■ **Exercise brief**: Starting with the line that holds "a quantile lies", copy out each remaining line of the listing below, up to and including the last one, and include nothing else.

■ **Supplied records**:
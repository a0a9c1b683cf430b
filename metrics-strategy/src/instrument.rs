//! Instrument factory and labelled metric families.
//!
//! Each instrument is a family of children keyed by label values, in the style of Prometheus
//! "vec" metrics. Children are created on first use and handed out as regular `metrics` handles,
//! so recording goes through [`metrics::Counter`], [`metrics::Gauge`] and [`metrics::Histogram`].
use std::{fmt, sync::Arc};

use indexmap::IndexMap;
use metrics::{Counter, Gauge, Histogram};
use metrics_util::Quantile;
use parking_lot::RwLock;

use crate::common::{
    valid_label_name, valid_metric_name, Descriptor, Error, MetricKind, MetricOpts, Validate,
};
use crate::storage::{
    histogram_params, summary_params, BucketCell, Cell, CounterCell, GaugeCell, Objective,
    SummaryCell, Value, DEFAULT_BUCKETS,
};

/// Something the catalogue can hold on to and collect values from.
pub trait Collector: Send + Sync {
    /// Gets the descriptor identifying this metric.
    fn descriptor(&self) -> &Descriptor;

    /// Collects the current value of every labelled child.
    fn collect(&self) -> MetricFamily;
}

/// Collected values of one metric.
#[derive(Clone, Debug, PartialEq)]
pub struct MetricFamily {
    /// Identity of the metric.
    pub descriptor: Descriptor,
    /// One sample per label set, in the order the label sets were first used.
    pub samples: Vec<Sample>,
}

/// Value of one labelled child.
#[derive(Clone, Debug, PartialEq)]
pub struct Sample {
    /// Label values, in the order of the descriptor's label names.
    pub label_values: Vec<String>,
    /// Current value.
    pub value: Value,
}

pub(crate) struct Family<C: Cell> {
    descriptor: Descriptor,
    params: C::Params,
    children: RwLock<IndexMap<Vec<String>, Arc<C>>>,
}

impl<C: Cell> Family<C> {
    fn new(descriptor: Descriptor, params: C::Params) -> Family<C> {
        Family { descriptor, params, children: RwLock::new(IndexMap::new()) }
    }

    /// Gets the child for the given label values, creating it if it doesn't exist yet.
    pub(crate) fn child(&self, values: &[&str]) -> Result<Arc<C>, Error> {
        let expected = self.descriptor.labels().len();
        if values.len() != expected {
            return Err(Error::LabelCardinality {
                name: self.descriptor.fq_name(),
                expected,
                actual: values.len(),
            });
        }

        let key = values.iter().map(|v| v.to_string()).collect::<Vec<_>>();
        if let Some(child) = self.children.read().get(&key) {
            return Ok(child.clone());
        }

        let mut children = self.children.write();
        let child = children.entry(key).or_insert_with(|| Arc::new(C::create(&self.params)));
        Ok(child.clone())
    }
}

impl<C: Cell> Collector for Family<C> {
    fn descriptor(&self) -> &Descriptor {
        &self.descriptor
    }

    fn collect(&self) -> MetricFamily {
        let samples = self
            .children
            .read()
            .iter()
            .map(|(label_values, child)| Sample {
                label_values: label_values.clone(),
                value: child.value(),
            })
            .collect();

        MetricFamily { descriptor: self.descriptor.clone(), samples }
    }
}

macro_rules! family_handle {
    ($handle:ident) => {
        impl $handle {
            /// Gets the descriptor identifying this metric.
            pub fn descriptor(&self) -> &Descriptor {
                &self.family.descriptor
            }

            /// Collects the current value of every labelled child.
            pub fn collect(&self) -> MetricFamily {
                self.family.collect()
            }

            /// Gets the shared collector, as handed to a [`Registerer`](crate::Registerer).
            pub fn collector(&self) -> Arc<dyn Collector> {
                self.family.clone()
            }
        }

        impl fmt::Debug for $handle {
            fn fmt(&self, f: &mut fmt::Formatter<'_>) -> fmt::Result {
                f.debug_struct(stringify!($handle))
                    .field("descriptor", &self.family.descriptor)
                    .finish_non_exhaustive()
            }
        }
    };
}

/// A family of counters partitioned by label values.
///
/// A counter is a cumulative metric that only ever goes up, such as the total number of requests
/// served or errors encountered.
#[derive(Clone)]
pub struct CounterVec {
    family: Arc<Family<CounterCell>>,
}

impl CounterVec {
    /// Gets the counter for the given label values.
    ///
    /// ## Errors
    ///
    /// Returns [`Error::LabelCardinality`] if the number of values doesn't match the label names.
    pub fn with_label_values(&self, values: &[&str]) -> Result<Counter, Error> {
        Ok(Counter::from_arc(self.family.child(values)?))
    }
}

family_handle!(CounterVec);

/// A family of gauges partitioned by label values.
///
/// A gauge is a single value that can arbitrarily go up and down, such as memory in use or the
/// number of requests in flight.
#[derive(Clone)]
pub struct GaugeVec {
    family: Arc<Family<GaugeCell>>,
}

impl GaugeVec {
    /// Gets the gauge for the given label values.
    ///
    /// ## Errors
    ///
    /// Returns [`Error::LabelCardinality`] if the number of values doesn't match the label names.
    pub fn with_label_values(&self, values: &[&str]) -> Result<Gauge, Error> {
        Ok(Gauge::from_arc(self.family.child(values)?))
    }
}

family_handle!(GaugeVec);

/// A family of bucketed histograms partitioned by label values.
///
/// A histogram counts observations, such as request durations or response sizes, into
/// configurable buckets and tracks their sum.
#[derive(Clone)]
pub struct HistogramVec {
    family: Arc<Family<BucketCell>>,
}

impl HistogramVec {
    /// Gets the histogram for the given label values.
    ///
    /// ## Errors
    ///
    /// Returns [`Error::LabelCardinality`] if the number of values doesn't match the label names.
    pub fn with_label_values(&self, values: &[&str]) -> Result<Histogram, Error> {
        Ok(Histogram::from_arc(self.child(values)?))
    }

    pub(crate) fn child(&self, values: &[&str]) -> Result<Arc<BucketCell>, Error> {
        self.family.child(values)
    }

    /// Gets the upper bounds of the buckets.
    pub fn buckets(&self) -> Vec<f64> {
        self.family.params.buckets().into_iter().map(|(bound, _)| bound).collect()
    }
}

family_handle!(HistogramVec);

/// A family of summaries partitioned by label values.
///
/// A summary tracks the count and sum of observations and estimates configurable quantiles over
/// them.
#[derive(Clone)]
pub struct SummaryVec {
    family: Arc<Family<SummaryCell>>,
}

impl SummaryVec {
    /// Gets the summary for the given label values.
    ///
    /// ## Errors
    ///
    /// Returns [`Error::LabelCardinality`] if the number of values doesn't match the label names.
    pub fn with_label_values(&self, values: &[&str]) -> Result<Histogram, Error> {
        Ok(Histogram::from_arc(self.child(values)?))
    }

    pub(crate) fn child(&self, values: &[&str]) -> Result<Arc<SummaryCell>, Error> {
        self.family.child(values)
    }

    /// Gets the quantiles this summary reports.
    pub fn quantiles(&self) -> &[Quantile] {
        self.family.params.quantiles()
    }
}

family_handle!(SummaryVec);

fn describe(opts: &MetricOpts, kind: MetricKind) -> Result<Descriptor, Error> {
    opts.validate()?;

    let fq_name = format!("{}_{}", opts.namespace, opts.name);
    let failed = |reason: String| Error::ConstructionFailed { name: fq_name.clone(), reason };

    if !valid_metric_name(&fq_name) {
        return Err(failed(format!("invalid metric name `{}`", fq_name)));
    }

    let labels = &opts.labels;
    for (i, label) in labels.iter().enumerate() {
        if !valid_label_name(label) {
            return Err(failed(format!("invalid label name `{}`", label)));
        }
        if label.starts_with("__") {
            return Err(failed(format!("label name `{}` is reserved for internal use", label)));
        }
        if kind.reserved_label() == Some(label.as_str()) {
            let reason = format!("label name `{}` is reserved for {} metrics", label, kind);
            return Err(failed(reason));
        }
        if labels[..i].contains(label) {
            return Err(failed(format!("duplicate label name `{}`", label)));
        }
    }

    Ok(Descriptor::new(opts, kind))
}

/// Creates a counter family.
///
/// ## Errors
///
/// Returns [`Error::ConfigInvalid`] if a required option is missing, and
/// [`Error::ConstructionFailed`] if a name is invalid or label names are repeated.
pub fn new_counter(opts: &MetricOpts) -> Result<CounterVec, Error> {
    let descriptor = describe(opts, MetricKind::Counter)?;
    Ok(CounterVec { family: Arc::new(Family::new(descriptor, ())) })
}

/// Creates a gauge family.
///
/// ## Errors
///
/// Returns [`Error::ConfigInvalid`] if a required option is missing, and
/// [`Error::ConstructionFailed`] if a name is invalid or label names are repeated.
pub fn new_gauge(opts: &MetricOpts) -> Result<GaugeVec, Error> {
    let descriptor = describe(opts, MetricKind::Gauge)?;
    Ok(GaugeVec { family: Arc::new(Family::new(descriptor, ())) })
}

/// Creates a histogram family.
///
/// `buckets` are the inclusive upper bounds of each bucket and are passed through as given. When
/// `None` or empty, [`DEFAULT_BUCKETS`] is used.
///
/// ## Errors
///
/// Returns [`Error::ConfigInvalid`] if a required option is missing, and
/// [`Error::ConstructionFailed`] if a name is invalid, label names are repeated or use `le`, or
/// the buckets contain NaN or are not strictly increasing.
pub fn new_histogram(opts: &MetricOpts, buckets: Option<&[f64]>) -> Result<HistogramVec, Error> {
    let descriptor = describe(opts, MetricKind::Histogram)?;
    let buckets = match buckets {
        Some(buckets) if !buckets.is_empty() => buckets,
        _ => DEFAULT_BUCKETS,
    };
    let params = histogram_params(&descriptor.fq_name(), buckets)?;
    Ok(HistogramVec { family: Arc::new(Family::new(descriptor, params)) })
}

/// Creates a summary family.
///
/// `objectives` pair each quantile to report with the error tolerated when estimating it. When
/// `None`, [`DEFAULT_QUANTILES`](crate::DEFAULT_QUANTILES) are reported.
///
/// ## Errors
///
/// Returns [`Error::ConfigInvalid`] if a required option is missing, and
/// [`Error::ConstructionFailed`] if a name is invalid, label names are repeated or use
/// `quantile`, a quantile lies outside of `[0, 1]`, or an error lies outside of `(0, 1)`.
pub fn new_summary(opts: &MetricOpts, objectives: Option<&[Objective]>) -> Result<SummaryVec, Error> {
    let descriptor = describe(opts, MetricKind::Summary)?;
    let params = summary_params(&descriptor.fq_name(), objectives)?;
    Ok(SummaryVec { family: Arc::new(Family::new(descriptor, params)) })
}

■ **Solution for this task**:
/// `quantile`, a quantile lies outside of `[0, 1]`, or an error lies outside of `(0, 1)`.
pub fn new_summary(opts: &MetricOpts, objectives: Option<&[Objective]>) -> Result<SummaryVec, Error> {
    let descriptor = describe(opts, MetricKind::Summary)?;
    let params = summary_params(&descriptor.fq_name(), objectives)?;
    Ok(SummaryVec { family: Arc::new(Family::new(descriptor, params)) })
}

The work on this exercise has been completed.